Call them “uncanceled.” Or “third-time’s-the-charm.” Or simply “back!”
They’re the festivals, concerts, fund-raisers and other events returning this summer after being shut down by the pandemic for two years.
And each is a reason to celebrate.
Kicking off the Summer of Returns is the ever-popular Maritime Gig Festival, this year appropriately themed “Celebration.” The Gig takes place the first weekend in June along the downtown waterfront, from the history museum to Skansie Park.
Sponsored by the Chamber of Commerce, activities begin with yoga at 7:30 a.m. Saturday, June 4, and a pancake breakfast from 8-10 a.m. courtesy of the Kiwanis Club. A fun run and the Grande Gig Parade – with pirates, decorated floats and marching bands – round out the Saturday morning activities. Live music, food, kid stuff and booths promoting local businesses fills the afternoon.
Music starts back up at 10 a.m. Sunday and the Wheels on the Water car show opens at 11 a.m. The highlight of the day is the annual Blessing of the Fleet at 1 p.m., when the local commercial fishing boats gather near Skansie Park. A priest from St. Nicholas Catholic Church blesses them in preparation for their trip to the Alaska fishing grounds.
Several of the bands participating in the Grande Parade and playing on the Gig stage also have concerts planned in June.

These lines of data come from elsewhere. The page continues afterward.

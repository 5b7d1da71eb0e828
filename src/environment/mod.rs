//! Snapshot of the toolchain, build and datastore the session runs against.
//!
//! Every check reports a structured absence instead of failing: a missing
//! compiler or an unreachable database is a finding, not an error.

use std::time::Duration;

use chrono::{DateTime, Utc};
use serde::{Deserialize, Serialize};
use sqlx::SqlitePool;
use tokio::process::Command;
use tracing::{debug, info, warn};

use crate::config::EnvironmentConfig;
use crate::state::{CompilationStatus, DatabaseStatus, SessionState};

/// Result of looking for a tool.
#[derive(Debug, Clone, PartialEq, Eq, Serialize, Deserialize)]
#[serde(tag = "status", rename_all = "snake_case")]
pub enum ToolDetection {
    Detected { version: String },
    NotDetected { reason: String },
}

impl ToolDetection {
    /// Version string, if the tool was found.
    pub fn version(&self) -> Option<&str> {
        match self {
            ToolDetection::Detected { version } => Some(version),
            ToolDetection::NotDetected { .. } => None,
        }
    }
}

/// Immutable snapshot of the executing environment.
#[derive(Debug, Clone, PartialEq, Serialize, Deserialize)]
pub struct EnvironmentInfo {
    pub toolchain: ToolDetection,
    /// Build outcome; `None` when no build command is configured or it could
    /// not be run.
    pub compilation: Option<CompilationStatus>,
    /// Why the build check produced nothing, if it was configured.
    pub build_note: Option<String>,
    /// `None` when no datastore is attached.
    pub database: Option<DatabaseStatus>,
    pub captured_at: DateTime<Utc>,
}

impl EnvironmentInfo {
    /// Copy the captured environment into `state`.
    pub fn apply_to(&self, state: SessionState) -> SessionState {
        let mut state = match &self.toolchain {
            ToolDetection::Detected { version } => state.with_toolchain(version.clone()),
            ToolDetection::NotDetected { .. } => state,
        };
        if let Some(status) = &self.compilation {
            let summary = if status.success {
                format!("build ok, {} warnings", status.warning_count)
            } else {
                format!("build failed, {} errors", status.error_count)
            };
            state = state
                .with_compilation(status.clone())
                .with_build_tool_status(summary);
        }
        if let Some(database) = &self.database {
            state = state.with_database(database.clone());
        }
        state
    }
}

enum CommandOutcome {
    Finished {
        success: bool,
        stdout: String,
        stderr: String,
    },
    Unavailable(String),
}

/// Stateless environment detector.
pub struct TechnicalEnvironmentTracker {
    config: EnvironmentConfig,
    pool: Option<SqlitePool>,
}

impl TechnicalEnvironmentTracker {
    /// Create a tracker without a datastore check.
    pub fn new(config: EnvironmentConfig) -> Self {
        Self { config, pool: None }
    }

    /// Also check the given SQLite pool.
    pub fn with_database(mut self, pool: SqlitePool) -> Self {
        self.pool = Some(pool);
        self
    }

    /// Check everything that is configured, concurrently.
    pub async fn capture_environment_state(&self) -> EnvironmentInfo {
        let (toolchain, build, database) = tokio::join!(
            self.detect_toolchain(),
            self.detect_build(),
            self.detect_database(),
        );
        let (compilation, build_note) = match build {
            Some(Ok(status)) => (Some(status), None),
            Some(Err(note)) => (None, Some(note)),
            None => (None, None),
        };

        info!(
            toolchain = toolchain.version().unwrap_or("not detected"),
            build_checked = compilation.is_some(),
            database_checked = database.is_some(),
            "Environment captured"
        );

        EnvironmentInfo {
            toolchain,
            compilation,
            build_note,
            database,
            captured_at: Utc::now(),
        }
    }

    /// Run the toolchain version command.
    pub async fn detect_toolchain(&self) -> ToolDetection {
        match run_command(&self.config.toolchain_command, self.config.detect_timeout()).await {
            CommandOutcome::Finished {
                success: true,
                stdout,
                stderr,
            } => {
                let version = first_line(&stdout).or_else(|| first_line(&stderr));
                match version {
                    Some(version) => ToolDetection::Detected { version },
                    None => ToolDetection::NotDetected {
                        reason: "version command printed nothing".to_string(),
                    },
                }
            }
            CommandOutcome::Finished { stderr, .. } => ToolDetection::NotDetected {
                reason: first_line(&stderr)
                    .unwrap_or_else(|| "version command failed".to_string()),
            },
            CommandOutcome::Unavailable(reason) => ToolDetection::NotDetected { reason },
        }
    }

    /// Run the build command and count its diagnostics.
    ///
    /// `None` when no build command is configured.
    pub async fn detect_build(&self) -> Option<Result<CompilationStatus, String>> {
        let command = self.config.build_command.as_ref()?;
        let status = match run_command(command, self.config.detect_timeout()).await {
            CommandOutcome::Finished {
                success,
                stdout,
                stderr,
            } => {
                let (errors, warnings) = count_diagnostics(&format!("{}\n{}", stdout, stderr));
                debug!(success, errors, warnings, "Build check finished");
                if success && errors == 0 {
                    Ok(CompilationStatus::succeeded(warnings))
                } else {
                    Ok(CompilationStatus::failed(errors, warnings))
                }
            }
            CommandOutcome::Unavailable(reason) => Err(reason),
        };
        Some(status)
    }

    /// Check connectivity and schema of the attached datastore.
    pub async fn detect_database(&self) -> Option<DatabaseStatus> {
        let pool = self.pool.as_ref()?;
        let connection = "sqlite".to_string();

        if let Err(e) = sqlx::query("SELECT 1").execute(pool).await {
            warn!(error = %e, "Database check failed");
            return Some(DatabaseStatus::disconnected(connection));
        }

        let tables: Result<i64, sqlx::Error> = sqlx::query_scalar(
            "SELECT COUNT(*) FROM sqlite_master WHERE type = 'table' AND name = 'session_states'",
        )
        .fetch_one(pool)
        .await;

        Some(DatabaseStatus {
            connected: true,
            schema_valid: matches!(tables, Ok(n) if n > 0),
            connection,
        })
    }
}

async fn run_command(command: &[String], timeout: Duration) -> CommandOutcome {
    let Some((program, args)) = command.split_first() else {
        return CommandOutcome::Unavailable("no command configured".to_string());
    };

    debug!(program = %program, args = ?args, "Running check");

    let mut cmd = Command::new(program);
    cmd.args(args).kill_on_drop(true);

    match tokio::time::timeout(timeout, cmd.output()).await {
        Ok(Ok(output)) => CommandOutcome::Finished {
            success: output.status.success(),
            stdout: String::from_utf8_lossy(&output.stdout).into_owned(),
            stderr: String::from_utf8_lossy(&output.stderr).into_owned(),
        },
        Ok(Err(e)) => CommandOutcome::Unavailable(format!("{}: {}", program, e)),
        Err(_) => {
            warn!(program = %program, timeout_ms = timeout.as_millis() as u64, "Check timed out");
            CommandOutcome::Unavailable(format!(
                "{} timed out after {}ms",
                program,
                timeout.as_millis()
            ))
        }
    }
}

fn first_line(output: &str) -> Option<String> {
    output
        .lines()
        .map(str::trim)
        .find(|l| !l.is_empty())
        .map(str::to_string)
}

/// Count compiler error and warning lines, skipping summary lines.
fn count_diagnostics(output: &str) -> (u32, u32) {
    let mut errors = 0;
    let mut warnings = 0;
    for line in output.lines().map(str::trim_start) {
        if line.starts_with("error[") || line.starts_with("error:") {
            if line.starts_with("error: could not compile") || line.starts_with("error: aborting") {
                continue;
            }
            errors += 1;
        } else if line.starts_with("warning[") || line.starts_with("warning:") {
            if line.contains("generated") && line.contains("warning") && line.contains('(') {
                continue;
            }
            warnings += 1;
        }
    }
    (errors, warnings)
}
fn render_section(target: &DocumentTarget, state: &SessionState) -> String {
    let mut out = format!("## {}\n\n", target.title);

    for element in target.elements {
        match element {
            SessionId => out.push_str(&format!("- **Session:** `{}`\n", state.session_id)),
            Timestamp => {
                if let Some(ts) = state.timestamp {
                    out.push_str(&format!("- **Checkpoint:** {}\n", ts.to_rfc3339()));
                }
            }
            Duration => out.push_str(&format!(
                "- **Duration:** {}h {}m\n",
                state.duration_seconds / 3600,
                (state.duration_seconds % 3600) / 60
            )),
            Phase => {
                let phase = if state.last_completed_phase.is_empty() {
                    "none"
                } else {
                    &state.last_completed_phase
                };
                out.push_str(&format!("- **Last completed phase:** {}\n", phase));
            }
            Progress => out.push_str(&format!(
                "- **Progress:** {}%\n",
                state.progress_percentage
            )),
            Tasks => {
                out.push_str(&format!(
                    "- **Tasks:** {} completed, {} in progress\n",
                    state.completed_tasks.len(),
                    state.in_progress_tasks.len()
                ));
                for task in &state.in_progress_tasks {
                    out.push_str(&format!("  - [ ] {} {}\n", task.id, task.description));
                }
                for task in &state.completed_tasks {
                    out.push_str(&format!("  - [x] {} {}\n", task.id, task.description));
                }
            }
            Environment => {
                let compilation = match &state.compilation_status {
                    Some(c) if c.success => format!("passing ({} warnings)", c.warning_count),
                    Some(c) => format!("failing ({} errors)", c.error_count),
                    None => "unknown".to_string(),
                };
                let database = match &state.database_status {
                    Some(d) if d.connected => "connected",
                    Some(_) => "disconnected",
                    None => "unknown",
                };
                out.push_str(&format!(
                    "- **Environment:** toolchain `{}`, build tool `{}`, compilation {}, database {}\n",
                    state.toolchain_version, state.build_tool_status, compilation, database
                ));
            }
            FileChanges => {
                out.push_str(&format!(
                    "- **Files modified:** {}\n",
                    state.files_modified.len()
                ));
                for file in &state.files_modified {
                    out.push_str(&format!(
                        "  - `{}` ({}, {} lines)\n",
                        file.path, file.kind, file.lines_changed
                    ));
                }
            }
            NextActions => {
                out.push_str("- **Next actions:**\n");
                for action in &state.next_actions {
                    out.push_str(&format!(
                        "  - [{}] {} (~{} min)\n",
                        action.priority, action.description, action.estimated_minutes
                    ));
                }
            }
            KnownIssues => {
                let open: Vec<_> = state.known_issues.iter().filter(|i| i.is_open()).collect();
                out.push_str(&format!("- **Open issues:** {}\n", open.len()));
                for issue in open {
                    out.push_str(&format!(
                        "  - {} ({:?}): {}\n",
                        issue.id, issue.severity, issue.description
                    ));
                }
            }
        }
    }

    out.push('\n');
    out
}
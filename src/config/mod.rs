use std::env;
use std::path::PathBuf;
use std::time::Duration;

use crate::error::AppError;
use crate::storage::DEFAULT_COMPACT_THRESHOLD_BYTES;

/// Application configuration loaded from environment variables
#[derive(Debug, Clone)]
pub struct Config {
    pub storage: StorageConfig,
    pub database: DatabaseConfig,
    pub docs: DocsConfig,
    pub recovery: RecoveryConfig,
    pub workers: WorkerConfig,
    pub environment: EnvironmentConfig,
    pub logging: LoggingConfig,
}

/// File-based backend configuration
#[derive(Debug, Clone)]
pub struct StorageConfig {
    /// Root directory for snapshot and journal backends.
    pub data_dir: PathBuf,
    /// Deadline for a single backend write.
    pub write_timeout_ms: u64,
    /// Journal size that triggers compaction.
    pub journal_compact_bytes: u64,
}

/// Database configuration
#[derive(Debug, Clone)]
pub struct DatabaseConfig {
    pub path: PathBuf,
    pub max_connections: u32,
}

/// Projected documentation configuration
#[derive(Debug, Clone)]
pub struct DocsConfig {
    pub dir: PathBuf,
}

/// Context recovery tuning.
///
/// The weights parameterize the per-element voting rule: an element seen in a
/// single source contributes `single_source_weight`, an element corroborated
/// by two or more agreeing sources contributes `corroborated_weight`.
#[derive(Debug, Clone)]
pub struct RecoveryConfig {
    pub deadline_ms: u64,
    pub single_source_weight: f64,
    pub corroborated_weight: f64,
}

/// Checkpoint worker pool configuration
#[derive(Debug, Clone)]
pub struct WorkerConfig {
    pub worker_count: usize,
    pub queue_capacity: usize,
}

/// Environment check configuration
#[derive(Debug, Clone)]
pub struct EnvironmentConfig {
    /// Command printing the toolchain version, e.g. `rustc --version`.
    pub toolchain_command: Vec<String>,
    /// Optional build command whose diagnostics yield the compilation status.
    pub build_command: Option<Vec<String>>,
    pub detect_timeout_ms: u64,
}

/// Logging configuration
#[derive(Debug, Clone)]
pub struct LoggingConfig {
    pub level: String,
    pub format: LogFormat,
}

/// Log output format
#[derive(Debug, Clone, PartialEq)]
pub enum LogFormat {
    Pretty,
    Json,
}

impl Config {
    /// Load configuration from environment variables
    pub fn from_env() -> Result<Self, AppError> {
        // Load .env file if present (ignore errors if not found)
        let _ = dotenvy::dotenv();

        let data_dir = PathBuf::from(
            env::var("CONTINUITY_DATA_DIR").unwrap_or_else(|_| "./.continuity".to_string()),
        );

        let storage = StorageConfig {
            write_timeout_ms: parse_var("STORAGE_WRITE_TIMEOUT_MS", 5000),
            journal_compact_bytes: parse_var(
                "JOURNAL_COMPACT_BYTES",
                DEFAULT_COMPACT_THRESHOLD_BYTES,
            ),
            data_dir: data_dir.clone(),
        };

        let database = DatabaseConfig {
            path: env::var("DATABASE_PATH")
                .map(PathBuf::from)
                .unwrap_or_else(|_| data_dir.join("continuity.db")),
            max_connections: parse_var("DATABASE_MAX_CONNECTIONS", 5),
        };

        let docs = DocsConfig {
            dir: PathBuf::from(env::var("CONTINUITY_DOCS_DIR").unwrap_or_else(|_| ".".to_string())),
        };

        let recovery = RecoveryConfig {
            deadline_ms: parse_var("RECOVERY_DEADLINE_MS", 3000),
            single_source_weight: parse_var("RECOVERY_SINGLE_SOURCE_WEIGHT", 0.85),
            corroborated_weight: parse_var("RECOVERY_CORROBORATED_WEIGHT", 1.0),
        };
        recovery.validate()?;

        let workers = WorkerConfig {
            worker_count: parse_var("WORKER_COUNT", 4),
            queue_capacity: parse_var("QUEUE_CAPACITY", 64),
        };
        if workers.worker_count == 0 || workers.queue_capacity == 0 {
            return Err(AppError::Config {
                message: "WORKER_COUNT and QUEUE_CAPACITY must be greater than zero".to_string(),
            });
        }

        let environment = EnvironmentConfig {
            toolchain_command: env::var("TOOLCHAIN_COMMAND")
                .map(|s| split_command(&s))
                .unwrap_or_else(|_| EnvironmentConfig::default().toolchain_command),
            build_command: env::var("BUILD_COMMAND")
                .ok()
                .map(|s| split_command(&s))
                .filter(|c| !c.is_empty()),
            detect_timeout_ms: parse_var("DETECT_TIMEOUT_MS", 10_000),
        };

        let logging = LoggingConfig {
            level: env::var("LOG_LEVEL").unwrap_or_else(|_| "info".to_string()),
            format: match env::var("LOG_FORMAT")
                .unwrap_or_else(|_| "pretty".to_string())
                .to_lowercase()
                .as_str()
            {
                "json" => LogFormat::Json,
                _ => LogFormat::Pretty,
            },
        };

        Ok(Config {
            storage,
            database,
            docs,
            recovery,
            workers,
            environment,
            logging,
        })
    }
}

impl RecoveryConfig {
    /// Polling deadline as a [`Duration`].
    pub fn deadline(&self) -> Duration {
        Duration::from_millis(self.deadline_ms)
    }

    /// Reject weights outside `[0, 1]` or an inverted weight order.
    pub fn validate(&self) -> Result<(), AppError> {
        for (name, weight) in [
            ("RECOVERY_SINGLE_SOURCE_WEIGHT", self.single_source_weight),
            ("RECOVERY_CORROBORATED_WEIGHT", self.corroborated_weight),
        ] {
            if !(0.0..=1.0).contains(&weight) {
                return Err(AppError::Config {
                    message: format!("{} must be within [0, 1], got {}", name, weight),
                });
            }
        }
        if self.single_source_weight > self.corroborated_weight {
            return Err(AppError::Config {
                message: "single-source weight cannot exceed corroborated weight".to_string(),
            });
        }
        Ok(())
    }
}

impl StorageConfig {
    /// Write deadline as a [`Duration`].
    pub fn write_timeout(&self) -> Duration {
        Duration::from_millis(self.write_timeout_ms)
    }
}

impl EnvironmentConfig {
    /// Check deadline as a [`Duration`].
    pub fn detect_timeout(&self) -> Duration {
        Duration::from_millis(self.detect_timeout_ms)
    }
}

impl Default for StorageConfig {
    fn default() -> Self {
        Self {
            data_dir: PathBuf::from("./.continuity"),
            write_timeout_ms: 5000,
            journal_compact_bytes: DEFAULT_COMPACT_THRESHOLD_BYTES,
        }
    }
}

impl Default for DatabaseConfig {
    fn default() -> Self {
        Self {
            path: PathBuf::from("./.continuity/continuity.db"),
            max_connections: 5,
        }
    }
}

impl Default for DocsConfig {
    fn default() -> Self {
        Self {
            dir: PathBuf::from("."),
        }
    }
}

impl Default for RecoveryConfig {
    fn default() -> Self {
        Self {
            deadline_ms: 3000,
            single_source_weight: 0.85,
            corroborated_weight: 1.0,
        }
    }
}

impl Default for WorkerConfig {
    fn default() -> Self {
        Self {
            worker_count: 4,
            queue_capacity: 64,
        }
    }
}

impl Default for EnvironmentConfig {
    fn default() -> Self {
        Self {
            toolchain_command: vec!["rustc".to_string(), "--version".to_string()],
            build_command: None,
            detect_timeout_ms: 10_000,
        }
    }
}

impl Default for LoggingConfig {
    fn default() -> Self {
        Self {
            level: "info".to_string(),
            format: LogFormat::Pretty,
        }
    }
}

impl Default for Config {
    fn default() -> Self {
        Self {
            storage: StorageConfig::default(),
            database: DatabaseConfig::default(),
            docs: DocsConfig::default(),
            recovery: RecoveryConfig::default(),
            workers: WorkerConfig::default(),
            environment: EnvironmentConfig::default(),
            logging: LoggingConfig::default(),
        }
    }
}

fn parse_var<T: std::str::FromStr>(name: &str, default: T) -> T {
    env::var(name)
        .ok()
        .and_then(|s| s.trim().parse().ok())
        .unwrap_or(default)
}

fn split_command(raw: &str) -> Vec<String> {
    raw.split_whitespace().map(str::to_string).collect()
}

The Peninsula Youth Orchestra will perform at Maritime Gig Festival and again in a spring concert on June 12 at Peninsula High School. Contributed photo
Harbor Winds Concert Band will join the parade Saturday. Then they celebrate their return to live, public performance on June 5 with a Young Artists concert at Gig Harbor High School. The concert will spotlight several middle school musicians and a cello performance by GHHS student Leah Everling.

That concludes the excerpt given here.